◆ **Action item**:
In the data below, find every line with the word "Display" and copy it out.

Stored data:
──────

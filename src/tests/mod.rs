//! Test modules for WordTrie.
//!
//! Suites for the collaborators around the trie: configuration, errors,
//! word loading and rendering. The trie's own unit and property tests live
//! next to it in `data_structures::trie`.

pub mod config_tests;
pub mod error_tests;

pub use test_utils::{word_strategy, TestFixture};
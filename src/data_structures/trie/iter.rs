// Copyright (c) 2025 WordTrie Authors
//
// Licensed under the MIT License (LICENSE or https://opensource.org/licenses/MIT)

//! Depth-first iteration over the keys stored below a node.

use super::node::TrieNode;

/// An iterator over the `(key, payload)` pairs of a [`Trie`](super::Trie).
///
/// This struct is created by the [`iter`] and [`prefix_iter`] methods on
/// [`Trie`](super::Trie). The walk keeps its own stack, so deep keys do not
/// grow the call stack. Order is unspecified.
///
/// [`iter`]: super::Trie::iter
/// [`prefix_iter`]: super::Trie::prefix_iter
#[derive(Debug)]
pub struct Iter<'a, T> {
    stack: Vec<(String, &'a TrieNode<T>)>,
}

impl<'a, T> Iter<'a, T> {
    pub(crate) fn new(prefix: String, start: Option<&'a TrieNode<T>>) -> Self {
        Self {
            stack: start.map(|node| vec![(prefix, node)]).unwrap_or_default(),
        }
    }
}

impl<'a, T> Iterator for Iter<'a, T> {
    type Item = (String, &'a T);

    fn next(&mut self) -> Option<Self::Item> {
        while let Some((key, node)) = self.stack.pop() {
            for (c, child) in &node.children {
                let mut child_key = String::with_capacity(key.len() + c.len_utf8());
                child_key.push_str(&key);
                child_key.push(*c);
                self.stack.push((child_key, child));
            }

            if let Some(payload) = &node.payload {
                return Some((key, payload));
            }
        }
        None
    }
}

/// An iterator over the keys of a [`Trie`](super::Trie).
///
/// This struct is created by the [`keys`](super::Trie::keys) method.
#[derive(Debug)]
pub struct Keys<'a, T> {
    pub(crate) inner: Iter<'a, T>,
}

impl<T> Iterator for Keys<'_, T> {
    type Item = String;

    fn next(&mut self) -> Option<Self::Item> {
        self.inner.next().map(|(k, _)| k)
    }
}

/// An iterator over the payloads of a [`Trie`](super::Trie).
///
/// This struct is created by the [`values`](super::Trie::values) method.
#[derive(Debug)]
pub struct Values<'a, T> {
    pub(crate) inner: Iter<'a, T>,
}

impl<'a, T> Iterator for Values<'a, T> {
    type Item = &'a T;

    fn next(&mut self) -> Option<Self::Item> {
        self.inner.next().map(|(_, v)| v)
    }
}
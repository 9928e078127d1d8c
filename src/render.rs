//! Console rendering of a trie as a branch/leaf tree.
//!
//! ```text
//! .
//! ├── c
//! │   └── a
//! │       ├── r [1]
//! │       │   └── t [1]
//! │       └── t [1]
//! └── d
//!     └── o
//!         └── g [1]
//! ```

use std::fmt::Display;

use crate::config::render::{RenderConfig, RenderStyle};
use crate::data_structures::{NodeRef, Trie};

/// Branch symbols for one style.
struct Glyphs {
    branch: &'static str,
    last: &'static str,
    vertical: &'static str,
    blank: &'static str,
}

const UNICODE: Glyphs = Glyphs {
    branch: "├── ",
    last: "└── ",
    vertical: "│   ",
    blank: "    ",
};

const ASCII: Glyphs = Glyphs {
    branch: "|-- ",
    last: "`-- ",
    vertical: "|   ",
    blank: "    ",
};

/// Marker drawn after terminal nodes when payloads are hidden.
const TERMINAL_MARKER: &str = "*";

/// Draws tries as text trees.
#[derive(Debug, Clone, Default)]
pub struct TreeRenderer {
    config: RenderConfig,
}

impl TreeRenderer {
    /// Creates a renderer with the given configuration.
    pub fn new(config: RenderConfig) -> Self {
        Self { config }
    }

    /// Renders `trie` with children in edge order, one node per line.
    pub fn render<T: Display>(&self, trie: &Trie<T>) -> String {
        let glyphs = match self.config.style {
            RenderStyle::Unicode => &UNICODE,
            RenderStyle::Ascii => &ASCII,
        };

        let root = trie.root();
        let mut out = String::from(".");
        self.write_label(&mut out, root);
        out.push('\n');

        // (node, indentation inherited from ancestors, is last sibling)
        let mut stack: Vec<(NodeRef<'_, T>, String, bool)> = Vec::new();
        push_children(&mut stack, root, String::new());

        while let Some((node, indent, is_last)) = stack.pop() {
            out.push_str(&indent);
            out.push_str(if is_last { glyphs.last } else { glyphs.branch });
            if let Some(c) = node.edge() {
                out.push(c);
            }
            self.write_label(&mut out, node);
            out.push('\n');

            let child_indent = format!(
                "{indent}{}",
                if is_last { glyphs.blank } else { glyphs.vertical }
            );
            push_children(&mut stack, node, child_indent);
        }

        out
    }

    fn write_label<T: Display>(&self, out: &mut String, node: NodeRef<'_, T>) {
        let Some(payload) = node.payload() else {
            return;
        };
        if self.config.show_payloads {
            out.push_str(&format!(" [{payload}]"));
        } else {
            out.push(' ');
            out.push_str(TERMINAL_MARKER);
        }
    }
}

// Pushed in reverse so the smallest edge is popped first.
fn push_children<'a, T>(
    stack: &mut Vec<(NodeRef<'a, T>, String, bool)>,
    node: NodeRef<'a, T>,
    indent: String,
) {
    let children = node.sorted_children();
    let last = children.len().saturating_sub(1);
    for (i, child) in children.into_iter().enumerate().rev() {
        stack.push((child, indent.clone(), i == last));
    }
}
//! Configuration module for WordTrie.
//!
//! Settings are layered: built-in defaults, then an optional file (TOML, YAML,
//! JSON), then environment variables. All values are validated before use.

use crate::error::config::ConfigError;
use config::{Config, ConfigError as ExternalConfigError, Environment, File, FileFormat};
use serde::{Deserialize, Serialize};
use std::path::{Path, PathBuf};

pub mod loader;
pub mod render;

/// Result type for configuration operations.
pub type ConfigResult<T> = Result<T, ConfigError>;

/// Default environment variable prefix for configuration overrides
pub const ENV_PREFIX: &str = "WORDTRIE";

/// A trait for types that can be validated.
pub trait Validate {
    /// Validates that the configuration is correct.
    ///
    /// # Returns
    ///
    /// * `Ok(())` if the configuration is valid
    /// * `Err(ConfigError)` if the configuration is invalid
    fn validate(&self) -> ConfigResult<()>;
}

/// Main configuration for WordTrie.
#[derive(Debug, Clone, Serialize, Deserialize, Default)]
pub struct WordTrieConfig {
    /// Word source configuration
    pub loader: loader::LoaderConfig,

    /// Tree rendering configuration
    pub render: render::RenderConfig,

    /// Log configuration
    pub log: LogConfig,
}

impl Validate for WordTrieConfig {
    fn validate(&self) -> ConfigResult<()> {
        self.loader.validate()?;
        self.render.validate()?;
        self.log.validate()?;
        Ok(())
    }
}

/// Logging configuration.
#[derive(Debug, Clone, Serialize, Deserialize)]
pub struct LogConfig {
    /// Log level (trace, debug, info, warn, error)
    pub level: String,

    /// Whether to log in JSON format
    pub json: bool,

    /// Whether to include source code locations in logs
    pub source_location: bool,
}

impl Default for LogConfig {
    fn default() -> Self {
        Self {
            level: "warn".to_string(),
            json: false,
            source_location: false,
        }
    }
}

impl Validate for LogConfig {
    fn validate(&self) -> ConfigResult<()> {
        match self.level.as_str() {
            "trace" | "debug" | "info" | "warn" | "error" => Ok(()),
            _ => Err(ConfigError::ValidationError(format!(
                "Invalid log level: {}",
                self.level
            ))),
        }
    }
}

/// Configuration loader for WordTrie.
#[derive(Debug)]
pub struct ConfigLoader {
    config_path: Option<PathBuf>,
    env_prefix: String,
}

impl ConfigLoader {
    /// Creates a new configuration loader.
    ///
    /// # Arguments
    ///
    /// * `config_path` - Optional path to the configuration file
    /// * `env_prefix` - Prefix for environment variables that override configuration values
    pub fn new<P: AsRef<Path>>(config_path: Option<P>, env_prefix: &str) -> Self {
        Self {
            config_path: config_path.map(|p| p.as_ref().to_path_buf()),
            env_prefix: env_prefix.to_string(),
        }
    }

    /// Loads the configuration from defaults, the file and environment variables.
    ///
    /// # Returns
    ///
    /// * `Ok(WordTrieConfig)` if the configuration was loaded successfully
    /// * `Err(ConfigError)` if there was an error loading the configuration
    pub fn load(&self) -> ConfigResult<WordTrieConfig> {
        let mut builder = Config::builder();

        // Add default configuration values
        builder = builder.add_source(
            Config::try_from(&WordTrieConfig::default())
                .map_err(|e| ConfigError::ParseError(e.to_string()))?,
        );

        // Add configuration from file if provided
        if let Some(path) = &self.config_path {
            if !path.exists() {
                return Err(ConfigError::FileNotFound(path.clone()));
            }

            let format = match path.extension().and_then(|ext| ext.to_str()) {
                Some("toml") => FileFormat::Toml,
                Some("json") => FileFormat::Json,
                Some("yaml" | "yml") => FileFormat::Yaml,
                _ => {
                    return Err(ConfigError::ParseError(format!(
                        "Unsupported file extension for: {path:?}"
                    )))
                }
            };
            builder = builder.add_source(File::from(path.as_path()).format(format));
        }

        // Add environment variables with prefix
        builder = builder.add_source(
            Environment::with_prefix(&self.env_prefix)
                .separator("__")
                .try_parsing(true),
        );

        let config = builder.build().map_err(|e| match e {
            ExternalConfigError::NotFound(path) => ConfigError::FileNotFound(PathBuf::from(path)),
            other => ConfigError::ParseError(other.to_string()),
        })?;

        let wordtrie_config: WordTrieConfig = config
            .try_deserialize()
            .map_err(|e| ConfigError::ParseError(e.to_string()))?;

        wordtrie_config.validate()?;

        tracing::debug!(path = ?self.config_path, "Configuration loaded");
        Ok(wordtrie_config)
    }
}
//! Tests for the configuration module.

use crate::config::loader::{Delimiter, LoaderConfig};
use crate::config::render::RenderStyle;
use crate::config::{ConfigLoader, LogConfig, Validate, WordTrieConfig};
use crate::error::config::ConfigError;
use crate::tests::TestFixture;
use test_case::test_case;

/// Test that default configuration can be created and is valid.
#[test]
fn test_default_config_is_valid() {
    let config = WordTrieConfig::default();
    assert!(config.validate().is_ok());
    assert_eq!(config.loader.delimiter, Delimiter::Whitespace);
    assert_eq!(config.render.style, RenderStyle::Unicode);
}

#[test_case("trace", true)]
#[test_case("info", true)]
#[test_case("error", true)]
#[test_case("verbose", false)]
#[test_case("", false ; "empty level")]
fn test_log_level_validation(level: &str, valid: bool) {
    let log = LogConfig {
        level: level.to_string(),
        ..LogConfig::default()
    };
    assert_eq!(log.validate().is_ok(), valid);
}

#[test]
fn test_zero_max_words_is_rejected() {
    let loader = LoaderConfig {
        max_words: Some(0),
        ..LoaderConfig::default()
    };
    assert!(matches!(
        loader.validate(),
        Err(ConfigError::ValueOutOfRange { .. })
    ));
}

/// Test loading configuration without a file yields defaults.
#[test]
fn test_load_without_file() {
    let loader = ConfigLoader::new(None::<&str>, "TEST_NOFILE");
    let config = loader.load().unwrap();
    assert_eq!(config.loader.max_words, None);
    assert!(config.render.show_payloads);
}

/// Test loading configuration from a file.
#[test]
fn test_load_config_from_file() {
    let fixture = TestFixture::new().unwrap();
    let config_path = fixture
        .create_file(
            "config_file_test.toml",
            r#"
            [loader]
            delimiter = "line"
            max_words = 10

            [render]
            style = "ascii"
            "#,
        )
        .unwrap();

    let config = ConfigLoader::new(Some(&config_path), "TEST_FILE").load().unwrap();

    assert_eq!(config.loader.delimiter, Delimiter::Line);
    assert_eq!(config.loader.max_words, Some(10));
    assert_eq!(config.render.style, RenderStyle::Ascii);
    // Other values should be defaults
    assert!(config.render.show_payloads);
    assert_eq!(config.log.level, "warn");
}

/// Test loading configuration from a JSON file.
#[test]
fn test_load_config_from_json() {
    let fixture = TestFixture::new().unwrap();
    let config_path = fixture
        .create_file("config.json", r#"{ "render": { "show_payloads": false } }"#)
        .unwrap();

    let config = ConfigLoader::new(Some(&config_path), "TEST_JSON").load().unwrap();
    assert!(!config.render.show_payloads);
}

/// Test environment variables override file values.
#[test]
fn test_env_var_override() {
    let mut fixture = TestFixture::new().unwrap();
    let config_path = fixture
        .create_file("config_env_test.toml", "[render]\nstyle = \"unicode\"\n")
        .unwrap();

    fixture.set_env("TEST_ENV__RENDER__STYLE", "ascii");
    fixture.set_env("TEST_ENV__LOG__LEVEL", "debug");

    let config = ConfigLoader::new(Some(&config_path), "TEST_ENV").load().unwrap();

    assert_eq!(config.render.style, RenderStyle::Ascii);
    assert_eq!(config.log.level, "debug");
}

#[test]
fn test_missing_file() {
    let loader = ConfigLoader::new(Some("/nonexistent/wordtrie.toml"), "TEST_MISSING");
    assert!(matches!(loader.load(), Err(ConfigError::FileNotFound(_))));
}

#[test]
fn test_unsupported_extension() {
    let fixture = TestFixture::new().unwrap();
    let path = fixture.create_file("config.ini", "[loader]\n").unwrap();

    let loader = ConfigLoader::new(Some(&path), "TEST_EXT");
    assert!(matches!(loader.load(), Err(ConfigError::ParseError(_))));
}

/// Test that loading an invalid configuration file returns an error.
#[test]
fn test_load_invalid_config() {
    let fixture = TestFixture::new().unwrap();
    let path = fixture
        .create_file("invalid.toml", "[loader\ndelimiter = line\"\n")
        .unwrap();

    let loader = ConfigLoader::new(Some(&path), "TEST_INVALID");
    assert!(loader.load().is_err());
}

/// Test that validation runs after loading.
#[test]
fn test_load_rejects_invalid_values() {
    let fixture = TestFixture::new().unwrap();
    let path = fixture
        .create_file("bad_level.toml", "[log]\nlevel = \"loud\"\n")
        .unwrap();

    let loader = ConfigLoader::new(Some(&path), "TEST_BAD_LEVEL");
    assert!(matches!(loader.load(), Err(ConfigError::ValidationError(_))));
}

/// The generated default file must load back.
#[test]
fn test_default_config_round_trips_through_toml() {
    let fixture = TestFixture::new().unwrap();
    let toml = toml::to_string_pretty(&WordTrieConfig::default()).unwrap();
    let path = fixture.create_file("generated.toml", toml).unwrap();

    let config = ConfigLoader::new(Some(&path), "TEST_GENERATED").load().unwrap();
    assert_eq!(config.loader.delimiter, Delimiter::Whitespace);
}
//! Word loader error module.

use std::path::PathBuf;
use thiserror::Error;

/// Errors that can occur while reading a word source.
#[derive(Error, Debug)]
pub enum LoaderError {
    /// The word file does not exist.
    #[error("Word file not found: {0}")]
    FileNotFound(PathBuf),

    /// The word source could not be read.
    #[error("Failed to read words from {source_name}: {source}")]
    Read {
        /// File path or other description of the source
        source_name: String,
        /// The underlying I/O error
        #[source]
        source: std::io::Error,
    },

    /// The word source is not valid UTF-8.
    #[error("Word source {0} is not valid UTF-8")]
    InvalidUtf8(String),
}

──────

◆ **Task result**:
use std::fmt::Display;
    pub fn render<T: Display>(&self, trie: &Trie<T>) -> String {
    fn write_label<T: Display>(&self, out: &mut String, node: NodeRef<'_, T>) {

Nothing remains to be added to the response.